95

I have a main class that has a ton of different functions in it. It's getting hard to manage. I'd like to be able to separate those functions into a separate file, but I'm finding it hard to come up with a good way to do so.

Here's what I've done so far:

File main.py

import separate

class MainClass(object):
    self.global_var_1 = ...
    self.global_var_2 = ...

    def func_1(self, x, y):
        ...
    def func_2(self, z):
        ...
    # tons of similar functions, and then the ones I moved out:

    def long_func_1(self, a, b):
        return separate.long_func_1(self, a, b)

File separate.py

def long_func_1(obj, a, b):
    if obj.global_var_1:
        ...
    obj.func_2(z)
    ...
    return ...
# Lots of other similar functions that use info from MainClass

I do this because if I do:

obj_1 = MainClass()

I want to be able to do:

obj_1.long_func_1(a, b)

instead of:

separate.long_func_1(obj_1, a, b)

I know this seems kind of nit-picky, but I want just about all of the code to start with obj_1., so there isn't confusion.

Is there a better solution that what I'm currently doing? The only issues that I have with my current setup are:

  1. I have to change arguments for both instances of the function
  2. It seems needlessly repetitive

I know this has been asked a couple of times, but I couldn't quite understand the previous answers and/or I don't think the solution quite represents what I'm shooting for. I'm still pretty new to Python, so I'm having a tough time figuring this out.

Peter Mortensen
  • 30,030
  • 21
  • 100
  • 124
  • 11
    If you are new to Python, **just stick to the conventions** and keep all methods for a class in the same file. – Martijn Pieters Nov 29 '17 at 21:09
  • 5
    If you must group your methods into separate modules, use inheritance; create a base class in one module, import it and subclass it in the other. – Martijn Pieters Nov 29 '17 at 21:11
  • 4
    @MartijnPieters I know I could do that, but none of the functions within the class are finalized, so I find myself scrolling a lot to find the appropriate one, which takes more time than I'd like simply because there's so many. –  Nov 29 '17 at 21:11
  • 4
    That's not a problem to be solved by changing the code; that's a problem to be solved by using [an IDE](https://wiki.python.org/moin/IntegratedDevelopmentEnvironments) which allows you to jump to the location of a function. (Or use your text editor's "find" functionality.) – David Z Nov 29 '17 at 21:31
  • 3
    If a file is not enough for all the methods, then likely you have a problem with the design.

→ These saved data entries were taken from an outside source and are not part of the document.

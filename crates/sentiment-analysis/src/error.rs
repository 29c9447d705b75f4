use thiserror::Error;

#[derive(Error, Debug)]
pub enum SentimentError {
    #[error("HTTP request failed: {0}")]
    RequestFailed(#[from] reqwest::Error),

    #[error("Service unavailable: {0}")]
    ServiceUnavailable(String),

    #[error("Invalid response: {0}")]
    InvalidResponse(String),
}

pub type SentimentResult<T> = Result<T, SentimentError>;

The class is too `heavy` and probably splitting it into two or three classes (and files) is the solution. – trinchet Nov 29 '17 at 21:33
  • 1
    Ya, you have to ask your self why you have a class with so may big methofs. – Robert Moskal Aug 19 '19 at 18:45
  • I split a big class into core class and library module that takes class as argument. It works it is approved pattern, but it does no look very natural at the call points, I would rather have a big file. How bad is 2k lines in one .py file? It is easy to break this limit with explicit module names, type annotations and low limit on line length. – uuu777 Oct 14 '20 at 16:12

3 Answers3

128

Here is how I do it:

  1. Class (or group of) is actually a full module. You don't have to do it this way, but if you're splitting a class on multiple files I think this is 'cleanest' (opinion).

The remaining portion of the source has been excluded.